WHAT THE TASK REQUIRES ->
Nothing should be left out: repeat all the data exactly.

DATASET CONTENT ->
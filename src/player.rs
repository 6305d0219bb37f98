use crate::grid::{Cell, Grid};
use crate::model::{PLAYER_ROW, PLAYER_START_COL};

#[derive(Clone, Copy, Debug, PartialEq, Eq)]
pub(crate) struct Player {
    pub(crate) x: usize,
}

impl Player {
    pub(crate) fn new() -> Self {
        Self {
            x: PLAYER_START_COL,
        }
    }

    pub(crate) fn row(&self) -> usize {
        PLAYER_ROW
    }

    pub(crate) fn move_left(&mut self, grid: &Grid) {
        if grid.cell_at(PLAYER_ROW, self.x - 1) == Cell::Wall {
            return;
        }
        self.x -= 1;
    }

    pub(crate) fn move_right(&mut self, grid: &Grid) {
        if grid.cell_at(PLAYER_ROW, self.x + 1) == Cell::Wall {
            return;
        }
        self.x += 1;
    }

    /// Pure read: the obstacle that killed the player stays on the grid.
    pub(crate) fn is_dead(&self, grid: &Grid) -> bool {
        grid.cell_at(PLAYER_ROW, self.x) == Cell::Obstacle
    }
}

impl Default for Player {
    fn default() -> Self {
        Self::new()
    }
}
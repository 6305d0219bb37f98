use crate::attempt::{AttemptIo, FrameView};
use crate::config::{ensure_settings_file, init_logging, load_settings, project_paths, Settings};
use crate::error::GameError;
use crate::input::{
    discard_pending, map_escape_key, map_game_key, map_menu_key, map_name_key,
    poll_key_nonblocking, wait_key, NameEdit,
};
use crate::model::{EscapeChoice, Input, MenuChoice};
use crate::ranking::{format_timestamp, RankedRow, RankingStore, MAX_NAME_BYTES};
use crate::render::{draw_arena, draw_lines, Terminal};
use crate::stage::{IsolatedLauncher, RunSummary, StageController, StageUi};
use crate::Args;
use crossterm::event::KeyCode;
use std::time::Duration;

/// Everything the player sees, on top of one terminal session.
pub(crate) struct Screen {
    term: Terminal,
}

impl Screen {
    fn show_lines<S: AsRef<str>>(&mut self, lines: &[S]) -> Result<(), GameError> {
        self.term.begin_frame()?;
        draw_lines(&mut self.term.cur, lines);
        self.term.present()
    }

    fn main_menu(&mut self) -> Result<MenuChoice, GameError> {
        self.show_lines(&["1. play game", "2. ranking", "3. exit"])?;
        loop {
            if let Some(choice) = map_menu_key(wait_key()?.code) {
                return Ok(choice);
            }
        }
    }

    fn show_ranking(&mut self, rows: &[RankedRow]) -> Result<(), GameError> {
        let mut lines: Vec<String> = rows
            .iter()
            .map(|r| format!("{:>3}. {}   stage {:02}   {}", r.rank, r.when, r.stage, r.name))
            .collect();
        if lines.is_empty() {
            lines.push("no records yet".to_string());
        }
        lines.push(String::new());
        lines.push("<ESC>: return to main menu".to_string());
        self.show_lines(&lines)?;
        while wait_key()?.code != KeyCode::Esc {}
        Ok(())
    }
}

impl AttemptIo for Screen {
    fn draw_frame(&mut self, view: &FrameView<'_>) -> Result<(), GameError> {
        self.term.begin_frame()?;
        draw_arena(&mut self.term.cur, view);
        self.term.present()
    }

    fn poll_input(&mut self) -> Result<Option<Input>, GameError> {
        Ok(poll_key_nonblocking()?.and_then(|k| map_game_key(k.code)))
    }

    fn escape_menu(&mut self) -> Result<EscapeChoice, GameError> {
        self.show_lines(&["1. resume", "2. main menu"])?;
        loop {
            if let Some(choice) = map_escape_key(wait_key()?.code) {
                return Ok(choice);
            }
        }
    }
}

impl StageUi for Screen {
    fn show_win(&mut self, hold: Duration) -> Result<(), GameError> {
        self.show_lines(&["You Win!!!"])?;
        std::thread::sleep(hold);
        discard_pending()?;
        Ok(())
    }

    fn prompt_name(&mut self, stage: i32, timestamp: i64) -> Result<String, GameError> {
        discard_pending()?;
        let mut name = String::new();
        loop {
            self.show_lines(&[
                format!("time: {}", format_timestamp(timestamp)),
                format!("stage: {stage}"),
                format!("user name: {name}_"),
            ])?;
            match map_name_key(wait_key()?) {
                Some(NameEdit::Commit) if !name.trim().is_empty() => {
                    return Ok(name.trim().to_string())
                }
                Some(NameEdit::Push(ch)) if name.len() + ch.len_utf8() <= MAX_NAME_BYTES => {
                    name.push(ch)
                }
                Some(NameEdit::Backspace) => {
                    name.pop();
                }
                _ => {}
            }
        }
    }
}

pub(crate) struct App {
    settings: Settings,
    store: RankingStore,
    launcher: IsolatedLauncher,
    screen: Screen,
}

impl App {
    fn init(settings: Settings, store: RankingStore) -> Result<Self, GameError> {
        let launcher = IsolatedLauncher::new(settings.seed, settings.tick());
        let term = Terminal::begin()?;
        Ok(Self {
            settings,
            store,
            launcher,
            screen: Screen { term },
        })
    }

    fn run(&mut self) -> Result<(), GameError> {
        loop {
            match self.screen.main_menu()? {
                MenuChoice::Play => self.play()?,
                MenuChoice::Ranking => {
                    let rows = self.store.report()?;
                    self.screen.show_ranking(&rows)?;
                }
                MenuChoice::Exit => return Ok(()),
            }
        }
    }

    fn play(&mut self) -> Result<(), GameError> {
        let mut controller = StageController::new(self.settings.win_notice());
        let summary = controller.play(&mut self.launcher, &mut self.screen, &mut self.store)?;
        match summary {
            RunSummary::Quit => log::info!(
                "run abandoned at stage {}",
                controller.difficulty().stage
            ),
            RunSummary::Won(r) => log::info!("{} cleared every stage", r.name),
            RunSummary::Lost(r) => log::info!("{} reached stage {}", r.name, r.stage),
        }
        Ok(())
    }
}

pub(crate) fn run(args: &Args) -> anyhow::Result<()> {
    let paths = project_paths()?;
    init_logging(&paths.log_path)?;

    ensure_settings_file(&paths.settings_path, &Settings::default())?;
    let settings = load_settings(&paths.settings_path).with_overrides(args.tick_ms, args.seed);
    settings.validate()?;
    log::info!("starting with {settings:?}");

    let ranking_path = args.ranking_file.clone().unwrap_or(paths.ranking_path);
    let mut app = App::init(settings, RankingStore::new(ranking_path))?;
    let result = app.run();
    app.screen.term.end()?;
    result?;
    Ok(())
}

ANSWER FOR THIS EXERCISE ->
filename src/player.rs
repository 6305d0219bb37f98
use crate::grid::{Cell, Grid};
use crate::model::{PLAYER_ROW, PLAYER_START_COL};

#[derive(Clone, Copy, Debug, PartialEq, Eq)]
pub(crate) struct Player {
    pub(crate) x: usize,
}

impl Player {
    pub(crate) fn new() -> Self {
        Self {
            x: PLAYER_START_COL,
        }
    }

    pub(crate) fn row(&self) -> usize {
        PLAYER_ROW
    }

    pub(crate) fn move_left(&mut self, grid: &Grid) {
        if grid.cell_at(PLAYER_ROW, self.x - 1) == Cell::Wall {
            return;
        }
        self.x -= 1;
    }

    pub(crate) fn move_right(&mut self, grid: &Grid) {
        if grid.cell_at(PLAYER_ROW, self.x + 1) == Cell::Wall {
            return;
        }
        self.x += 1;
    }

    /// Pure read: the obstacle that killed the player stays on the grid.
    pub(crate) fn is_dead(&self, grid: &Grid) -> bool {
        grid.cell_at(PLAYER_ROW, self.x) == Cell::Obstacle
    }
}

impl Default for Player {
    fn default() -> Self {
        Self::new()
    }
}
repository 6305d0219bb37f98
use crate::attempt::{AttemptIo, FrameView};
use crate::config::{ensure_settings_file, init_logging, load_settings, project_paths, Settings};
use crate::error::GameError;
use crate::input::{
    discard_pending, map_escape_key, map_game_key, map_menu_key, map_name_key,
    poll_key_nonblocking, wait_key, NameEdit,
};
use crate::model::{EscapeChoice, Input, MenuChoice};
use crate::ranking::{format_timestamp, RankedRow, RankingStore, MAX_NAME_BYTES};
use crate::render::{draw_arena, draw_lines, Terminal};
use crate::stage::{IsolatedLauncher, RunSummary, StageController, StageUi};
use crate::Args;
use crossterm::event::KeyCode;
use std::time::Duration;

/// Everything the player sees, on top of one terminal session.
pub(crate) struct Screen {
    term: Terminal,
}

impl Screen {
    fn show_lines<S: AsRef<str>>(&mut self, lines: &[S]) -> Result<(), GameError> {
        self.term.begin_frame()?;
        draw_lines(&mut self.term.cur, lines);
        self.term.present()
    }

    fn main_menu(&mut self) -> Result<MenuChoice, GameError> {
        self.show_lines(&["1. play game", "2. ranking", "3. exit"])?;
        loop {
            if let Some(choice) = map_menu_key(wait_key()?.code) {
                return Ok(choice);
            }
        }
    }

    fn show_ranking(&mut self, rows: &[RankedRow]) -> Result<(), GameError> {
        let mut lines: Vec<String> = rows
            .iter()
            .map(|r| format!("{:>3}. {}   stage {:02}   {}", r.rank, r.when, r.stage, r.name))
            .collect();
        if lines.is_empty() {
            lines.push("no records yet".to_string());
        }
        lines.push(String::new());
        lines.push("<ESC>: return to main menu".to_string());
        self.show_lines(&lines)?;
        while wait_key()?.code != KeyCode::Esc {}
        Ok(())
    }
}

impl AttemptIo for Screen {
    fn draw_frame(&mut self, view: &FrameView<'_>) -> Result<(), GameError> {
        self.term.begin_frame()?;
        draw_arena(&mut self.term.cur, view);
        self.term.present()
    }

    fn poll_input(&mut self) -> Result<Option<Input>, GameError> {
        Ok(poll_key_nonblocking()?.and_then(|k| map_game_key(k.code)))
    }

    fn escape_menu(&mut self) -> Result<EscapeChoice, GameError> {
        self.show_lines(&["1. resume", "2. main menu"])?;
        loop {
            if let Some(choice) = map_escape_key(wait_key()?.code) {
                return Ok(choice);
            }
        }
    }
}

impl StageUi for Screen {
    fn show_win(&mut self, hold: Duration) -> Result<(), GameError> {
        self.show_lines(&["You Win!!!"])?;
        std::thread::sleep(hold);
        discard_pending()?;
        Ok(())
    }

    fn prompt_name(&mut self, stage: i32, timestamp: i64) -> Result<String, GameError> {
        discard_pending()?;
        let mut name = String::new();
        loop {
            self.show_lines(&[
                format!("time: {}", format_timestamp(timestamp)),
                format!("stage: {stage}"),
                format!("user name: {name}_"),
            ])?;
            match map_name_key(wait_key()?) {
                Some(NameEdit::Commit) if !name.trim().is_empty() => {
                    return Ok(name.trim().to_string())
                }
                Some(NameEdit::Push(ch)) if name.len() + ch.len_utf8() <= MAX_NAME_BYTES => {
                    name.push(ch)
                }
                Some(NameEdit::Backspace) => {
                    name.pop();
                }
                _ => {}
            }
        }
    }
}

pub(crate) struct App {
    settings: Settings,
    store: RankingStore,
    launcher: IsolatedLauncher,
    screen: Screen,
}

impl App {
    fn init(settings: Settings, store: RankingStore) -> Result<Self, GameError> {
        let launcher = IsolatedLauncher::new(settings.seed, settings.tick());
        let term = Terminal::begin()?;
        Ok(Self {
            settings,
            store,
            launcher,
            screen: Screen { term },
        })
    }

    fn run(&mut self) -> Result<(), GameError> {
        loop {
            match self.screen.main_menu()? {
                MenuChoice::Play => self.play()?,
                MenuChoice::Ranking => {
                    let rows = self.store.report()?;
                    self.screen.show_ranking(&rows)?;
                }
                MenuChoice::Exit => return Ok(()),
            }
        }
    }

    fn play(&mut self) -> Result<(), GameError> {
        let mut controller = StageController::new(self.settings.win_notice());
        let summary = controller.play(&mut self.launcher, &mut self.screen, &mut self.store)?;
        match summary {
            RunSummary::Quit => log::info!(
                "run abandoned at stage {}",
                controller.difficulty().stage
            ),
            RunSummary::Won(r) => log::info!("{} cleared every stage", r.name),
            RunSummary::Lost(r) => log::info!("{} reached stage {}", r.name, r.stage),
        }
        Ok(())
    }
}

pub(crate) fn run(args: &Args) -> anyhow::Result<()> {
    let paths = project_paths()?;
    init_logging(&paths.log_path)?;

    ensure_settings_file(&paths.settings_path, &Settings::default())?;
    let settings = load_settings(&paths.settings_path).with_overrides(args.tick_ms, args.seed);
    settings.validate()?;
    log::info!("starting with {settings:?}");

    let ranking_path = args.ranking_file.clone().unwrap_or(paths.ranking_path);
    let mut app = App::init(settings, RankingStore::new(ranking_path))?;
    let result = app.run();
    app.screen.term.end()?;
    result?;
    Ok(())
}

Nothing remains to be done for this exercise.